------ RECORDS FOR PROCESSING ------

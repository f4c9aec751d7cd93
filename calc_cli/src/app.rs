//! Argument handling and the calculation flow behind the binary.
//!
//! [`run`] takes its input, output, and prompt streams as parameters so the
//! whole flow can be driven from tests. Prompts never share a stream with
//! results: `--json` output on stdout stays a single JSON document.

use std::io::{BufRead, Write};
use std::path::PathBuf;

use calc_core::calculations::{BlastEngine, MaterialResult, SAFETY_FACTOR};
use calc_core::catalog::{load_catalog, BlastCatalog};
use calc_core::errors::{CalcError, CalcResult};
use calc_core::file_io::save_report;
use calc_core::report::{CalculationRecord, REPORT_DATE_FORMAT};
use clap::Parser;

/// Estimate blast effects for a suspect package
#[derive(Parser, Debug)]
#[command(name = "calc_cli", version)]
#[command(about = "Estimate blast effects for a package of unknown contents")]
pub struct Args {
    /// Package length in centimeters (prompted if omitted)
    #[arg(short = 'l', long)]
    pub length: Option<String>,

    /// Package width in centimeters (prompted if omitted)
    #[arg(short = 'w', long)]
    pub width: Option<String>,

    /// Package height in centimeters (prompted if omitted)
    #[arg(short = 'H', long)]
    pub height: Option<String>,

    /// TOML catalog replacing the built-in materials and damage tiers
    #[arg(long)]
    pub catalog: Option<PathBuf>,

    /// Print results as JSON instead of a table
    #[arg(long)]
    pub json: bool,

    /// Write the plain-text report into this directory
    #[arg(long)]
    pub save: Option<PathBuf>,
}

/// Run one calculation.
///
/// Missing dimensions are prompted for on `prompts` and read from `input`.
/// Results (table or JSON) go to `out`.
pub fn run<R, W, P>(args: &Args, input: &mut R, out: &mut W, prompts: &mut P) -> CalcResult<()>
where
    R: BufRead,
    W: Write,
    P: Write,
{
    let catalog = match &args.catalog {
        Some(path) => load_catalog(path)?,
        None => BlastCatalog::default(),
    };
    let engine = BlastEngine::new(catalog);

    if !args.json {
        writeln!(out, "EOD SYSTEM - Structural Safety Calculation").map_err(stdout_error)?;
        writeln!(out, "==========================================").map_err(stdout_error)?;
        writeln!(out).map_err(stdout_error)?;
        out.flush().map_err(stdout_error)?;
    }

    let length = dimension_input(&args.length, "Length (cm): ", input, prompts)?;
    let width = dimension_input(&args.width, "Width (cm): ", input, prompts)?;
    let height = dimension_input(&args.height, "Height (cm): ", input, prompts)?;

    let record = CalculationRecord::from_inputs(&engine, &length, &width, &height)?;
    tracing::debug!(materials = record.results.len(), "calculation complete");

    if args.json {
        writeln!(out, "{}", record.to_json()?).map_err(stdout_error)?;
    } else {
        print_results(&record, out).map_err(stdout_error)?;
    }

    if let Some(dir) = &args.save {
        let export = save_report(&record, dir)?;
        let path = export.finish();
        if args.json {
            tracing::info!(path = %path.display(), "report saved");
        } else {
            writeln!(out).map_err(stdout_error)?;
            writeln!(out, "Report saved: {}", path.display()).map_err(stdout_error)?;
        }
    }

    Ok(())
}

fn stdout_error(e: std::io::Error) -> CalcError {
    CalcError::file_error("write", "stdout", e.to_string())
}

/// Use the flag value if given, otherwise prompt for it.
fn dimension_input<R: BufRead, P: Write>(
    flag: &Option<String>,
    prompt: &str,
    input: &mut R,
    prompts: &mut P,
) -> CalcResult<String> {
    match flag {
        Some(value) => Ok(value.clone()),
        None => prompt_string(prompt, input, prompts),
    }
}

fn prompt_string<R: BufRead, P: Write>(
    prompt: &str,
    input: &mut R,
    prompts: &mut P,
) -> CalcResult<String> {
    write!(prompts, "{}", prompt)
        .and_then(|_| prompts.flush())
        .map_err(|e| CalcError::file_error("write", "stderr", e.to_string()))?;

    let mut line = String::new();
    input
        .read_line(&mut line)
        .map_err(|e| CalcError::file_error("read", "stdin", e.to_string()))?;

    Ok(line.trim().to_string())
}

fn print_results<W: Write>(record: &CalculationRecord, out: &mut W) -> std::io::Result<()> {
    writeln!(out)?;
    writeln!(
        out,
        "Package: {} x {} x {} cm",
        record.length_input, record.width_input, record.height_input
    )?;
    writeln!(out, "Calculated: {}", record.calculated_at.format(REPORT_DATE_FORMAT))?;
    writeln!(out, "Safety factor: {}x", SAFETY_FACTOR)?;

    for result in &record.results {
        print_material(result, out)?;
    }
    Ok(())
}

fn print_material<W: Write>(r: &MaterialResult, out: &mut W) -> std::io::Result<()> {
    writeln!(out)?;
    writeln!(out, "═══════════════════════════════════════")?;
    writeln!(out, "  {}", r.material_name)?;
    writeln!(out, "═══════════════════════════════════════")?;
    writeln!(out, "  Estimated mass:          {:>10.2} kg", r.estimated_mass_kg)?;
    writeln!(out, "  NEQ:                     {:>10.2} kg TNT", r.tnt_equivalent_mass_kg)?;
    writeln!(out, "  Fragmentation distance:  {:>10.2} m", r.base_fragmentation_distance_m)?;
    writeln!(out, "  Safety perimeter:        {:>10.2} m", r.safety_perimeter_m)?;
    writeln!(out, "  Concrete shielding:      {:>10.2} m", r.concrete_shielding_thickness_m)?;
    writeln!(out, "  Structural damage radii:")?;
    for radius in &r.damage_radii {
        writeln!(out, "    {:<10} {:>10.2} m", radius.label, radius.distance_m)?;
    }
    Ok(())
}
//! # Structural Damage Tiers
//!
//! Hopkinson–Cranz scaled-distance coefficients (Z, in m/kg^⅓) for tiered
//! structural damage. A damage radius is `Z * cbrt(NEQ)`; the larger the
//! coefficient, the lighter the damage expected at that distance.
//!
//! | Tier     | Z   |
//! |----------|-----|
//! | Light    | 7.0 |
//! | Moderate | 4.5 |
//! | Severe   | 2.5 |
//! | Rupture  | 1.2 |

use serde::{Deserialize, Serialize};

use crate::errors::{CalcError, CalcResult};

/// One damage tier and its scaled-distance coefficient.
#[derive(Debug, Clone, PartialEq, Serialize, Deserialize)]
pub struct DamageSeverityLevel {
    /// Tier label shown in results and reports (e.g. "Light")
    pub label: String,

    /// Scaled-distance coefficient Z
    pub scaled_distance_coefficient: f64,
}

impl DamageSeverityLevel {
    /// Create a new damage level.
    pub fn new(label: impl Into<String>, scaled_distance_coefficient: f64) -> Self {
        DamageSeverityLevel {
            label: label.into(),
            scaled_distance_coefficient,
        }
    }

    /// Check the label is present and the coefficient positive and finite.
    pub fn validate(&self) -> CalcResult<()> {
        if self.label.trim().is_empty() {
            return Err(CalcError::invalid_catalog("Damage level label must not be empty"));
        }
        let z = self.scaled_distance_coefficient;
        if !(z.is_finite() && z > 0.0) {
            return Err(CalcError::invalid_catalog(format!(
                "Damage level '{}' coefficient must be positive, got {}",
                self.label, z
            )));
        }
        Ok(())
    }
}

/// Built-in damage tiers, least to most severe
#[derive(Debug, Clone, Copy, PartialEq, Eq, Hash, Serialize, Deserialize)]
pub enum DamageSeverity {
    Light,
    Moderate,
    Severe,
    Rupture,
}

impl DamageSeverity {
    /// All tiers in report order
    pub const ALL: [DamageSeverity; 4] = [
        DamageSeverity::Light,
        DamageSeverity::Moderate,
        DamageSeverity::Severe,
        DamageSeverity::Rupture,
    ];

    /// Label used in results and reports
    pub fn label(&self) -> &'static str {
        match self {
            DamageSeverity::Light => "Light",
            DamageSeverity::Moderate => "Moderate",
            DamageSeverity::Severe => "Severe",
            DamageSeverity::Rupture => "Rupture",
        }
    }

    /// Scaled-distance coefficient Z
    pub fn scaled_distance_coefficient(&self) -> f64 {
        match self {
            DamageSeverity::Light => 7.0,
            DamageSeverity::Moderate => 4.5,
            DamageSeverity::Severe => 2.5,
            DamageSeverity::Rupture => 1.2,
        }
    }

    /// Build the catalog record for this tier
    pub fn level(&self) -> DamageSeverityLevel {
        DamageSeverityLevel::new(self.label(), self.scaled_distance_coefficient())
    }
}

impl std::fmt::Display for DamageSeverity {
    fn fmt(&self, f: &mut std::fmt::Formatter<'_>) -> std::fmt::Result {
        write!(f, "{}", self.label())
    }
}

/// The built-in damage tiers, in report order.
pub fn builtin_damage_levels() -> Vec<DamageSeverityLevel> {
    DamageSeverity::ALL.iter().map(|d| d.level()).collect()
}

#[cfg(test)]
mod tests {
    use super::*;

    #[test]
    fn test_builtin_coefficients_strictly_decrease() {
        let levels = builtin_damage_levels();
        assert_eq!(levels.len(), 4);
        for pair in levels.windows(2) {
            assert!(pair[0].scaled_distance_coefficient > pair[1].scaled_distance_coefficient);
        }
    }

    #[test]
    fn test_builtin_labels() {
        let labels: Vec<&str> = DamageSeverity::ALL.iter().map(|d| d.label()).collect();
        assert_eq!(labels, vec!["Light", "Moderate", "Severe", "Rupture"]);
    }

    #[test]
    fn test_rejects_zero_coefficient() {
        let level = DamageSeverityLevel::new("Nothing", 0.0);
        assert!(level.validate().is_err());
    }
}
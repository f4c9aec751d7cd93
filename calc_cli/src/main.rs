//! # EOD Blast Calculator CLI
//!
//! Terminal front end for the blast-effect engine. Dimensions come from
//! `--length/--width/--height` or, when omitted, from interactive prompts.
//!
//! ```text
//! calc_cli --length 50 --width 40 --height 30
//! calc_cli --json --catalog my_catalog.toml
//! calc_cli -l 50 -w 40 -H 30 --save ./reports
//! ```
//!
//! Results go to stdout. Prompts and logs go to stderr; set
//! `RUST_LOG=debug` for file and catalog details.

mod app;

use std::io;
use std::process::ExitCode;

use clap::Parser;
use tracing_subscriber::EnvFilter;

use app::Args;

fn main() -> ExitCode {
    tracing_subscriber::fmt()
        .with_env_filter(
            EnvFilter::try_from_default_env().unwrap_or_else(|_| EnvFilter::new("info")),
        )
        .with_writer(io::stderr)
        .init();

    let args = Args::parse();

    let mut input = io::stdin().lock();
    let mut out = io::stdout().lock();
    let mut prompts = io::stderr();

    match app::run(&args, &mut input, &mut out, &mut prompts) {
        Ok(()) => ExitCode::SUCCESS,
        Err(e) => {
            eprintln!("Error: {}", e);
            if let Ok(json) = serde_json::to_string_pretty(&e) {
                eprintln!();
                eprintln!("Error JSON:");
                eprintln!("{}", json);
            }
            if e.is_input_error() {
                eprintln!();
                eprintln!("Please enter all three dimensions as positive numbers in centimeters.");
            }
            ExitCode::FAILURE
        }
    }
}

------

_ACTIVITY_
Provide only the count of lines in the data above that include the string "Serialize".

_RESPONSE TO THIS TASK_
3